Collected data
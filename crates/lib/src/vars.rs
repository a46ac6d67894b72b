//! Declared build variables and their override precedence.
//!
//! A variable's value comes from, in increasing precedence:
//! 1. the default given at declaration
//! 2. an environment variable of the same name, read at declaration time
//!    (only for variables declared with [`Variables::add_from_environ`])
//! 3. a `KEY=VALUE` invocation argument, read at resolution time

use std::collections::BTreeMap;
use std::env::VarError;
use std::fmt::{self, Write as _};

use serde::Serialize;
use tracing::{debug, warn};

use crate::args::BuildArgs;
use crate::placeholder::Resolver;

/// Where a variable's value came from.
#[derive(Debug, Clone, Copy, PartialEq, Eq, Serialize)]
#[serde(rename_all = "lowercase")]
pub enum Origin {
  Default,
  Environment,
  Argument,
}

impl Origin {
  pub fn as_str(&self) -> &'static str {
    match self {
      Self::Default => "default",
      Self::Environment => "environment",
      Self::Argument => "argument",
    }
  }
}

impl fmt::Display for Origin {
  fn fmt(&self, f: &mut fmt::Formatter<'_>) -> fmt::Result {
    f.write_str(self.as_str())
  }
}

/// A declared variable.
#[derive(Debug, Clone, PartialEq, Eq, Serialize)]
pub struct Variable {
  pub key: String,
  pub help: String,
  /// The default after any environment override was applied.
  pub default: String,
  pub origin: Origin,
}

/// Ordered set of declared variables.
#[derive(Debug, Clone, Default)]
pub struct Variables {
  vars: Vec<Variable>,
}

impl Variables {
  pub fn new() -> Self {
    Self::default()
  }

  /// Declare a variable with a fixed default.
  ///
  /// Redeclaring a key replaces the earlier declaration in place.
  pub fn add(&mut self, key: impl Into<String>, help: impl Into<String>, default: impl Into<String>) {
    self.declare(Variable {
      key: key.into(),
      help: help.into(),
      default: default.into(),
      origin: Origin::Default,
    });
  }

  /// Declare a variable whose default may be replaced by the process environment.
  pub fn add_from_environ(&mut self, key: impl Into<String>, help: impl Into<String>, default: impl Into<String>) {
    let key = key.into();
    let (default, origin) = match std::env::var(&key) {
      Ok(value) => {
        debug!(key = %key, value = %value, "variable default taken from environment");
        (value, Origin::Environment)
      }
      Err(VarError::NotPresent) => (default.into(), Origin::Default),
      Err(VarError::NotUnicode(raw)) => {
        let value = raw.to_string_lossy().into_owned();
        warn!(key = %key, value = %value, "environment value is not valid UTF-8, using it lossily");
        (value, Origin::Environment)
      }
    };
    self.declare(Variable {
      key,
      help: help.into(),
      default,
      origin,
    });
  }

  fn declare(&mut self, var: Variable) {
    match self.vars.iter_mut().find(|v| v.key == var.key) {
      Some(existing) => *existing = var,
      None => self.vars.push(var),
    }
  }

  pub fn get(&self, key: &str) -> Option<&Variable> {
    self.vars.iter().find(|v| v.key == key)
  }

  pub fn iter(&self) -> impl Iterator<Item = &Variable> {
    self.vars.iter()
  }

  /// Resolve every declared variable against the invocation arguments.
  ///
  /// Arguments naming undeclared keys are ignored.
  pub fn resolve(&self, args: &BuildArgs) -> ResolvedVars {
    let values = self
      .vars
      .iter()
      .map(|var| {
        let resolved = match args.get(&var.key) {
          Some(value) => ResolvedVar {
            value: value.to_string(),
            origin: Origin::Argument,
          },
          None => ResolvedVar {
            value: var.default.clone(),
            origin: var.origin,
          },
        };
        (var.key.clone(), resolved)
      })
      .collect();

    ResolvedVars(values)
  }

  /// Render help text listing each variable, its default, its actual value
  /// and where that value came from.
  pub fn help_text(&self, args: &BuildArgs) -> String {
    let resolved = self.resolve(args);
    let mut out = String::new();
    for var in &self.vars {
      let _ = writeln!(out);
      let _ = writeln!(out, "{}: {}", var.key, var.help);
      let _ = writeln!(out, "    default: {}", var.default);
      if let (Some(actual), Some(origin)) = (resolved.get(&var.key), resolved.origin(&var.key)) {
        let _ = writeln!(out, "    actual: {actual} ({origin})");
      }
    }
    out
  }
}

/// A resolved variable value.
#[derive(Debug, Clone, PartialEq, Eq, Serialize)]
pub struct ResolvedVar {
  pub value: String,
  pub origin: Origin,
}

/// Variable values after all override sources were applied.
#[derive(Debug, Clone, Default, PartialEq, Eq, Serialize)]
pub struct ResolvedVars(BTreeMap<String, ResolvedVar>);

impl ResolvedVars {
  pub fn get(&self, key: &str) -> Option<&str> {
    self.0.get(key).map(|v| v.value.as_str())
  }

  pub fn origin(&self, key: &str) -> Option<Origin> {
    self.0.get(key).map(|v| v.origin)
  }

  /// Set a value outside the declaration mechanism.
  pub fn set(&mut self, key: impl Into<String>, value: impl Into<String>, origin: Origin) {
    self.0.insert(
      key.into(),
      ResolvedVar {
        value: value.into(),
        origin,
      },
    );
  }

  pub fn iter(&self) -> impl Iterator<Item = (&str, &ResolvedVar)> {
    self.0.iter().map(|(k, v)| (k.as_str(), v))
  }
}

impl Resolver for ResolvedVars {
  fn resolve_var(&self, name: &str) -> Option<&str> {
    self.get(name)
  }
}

=== Task objective ===
Set aside each line above that includes the string "actual" and report it.

=== Written response ===
  /// Render help text listing each variable, its default, its actual value
      if let (Some(actual), Some(origin)) = (resolved.get(&var.key), resolved.origin(&var.key)) {
        let _ = writeln!(out, "    actual: {actual} ({origin})");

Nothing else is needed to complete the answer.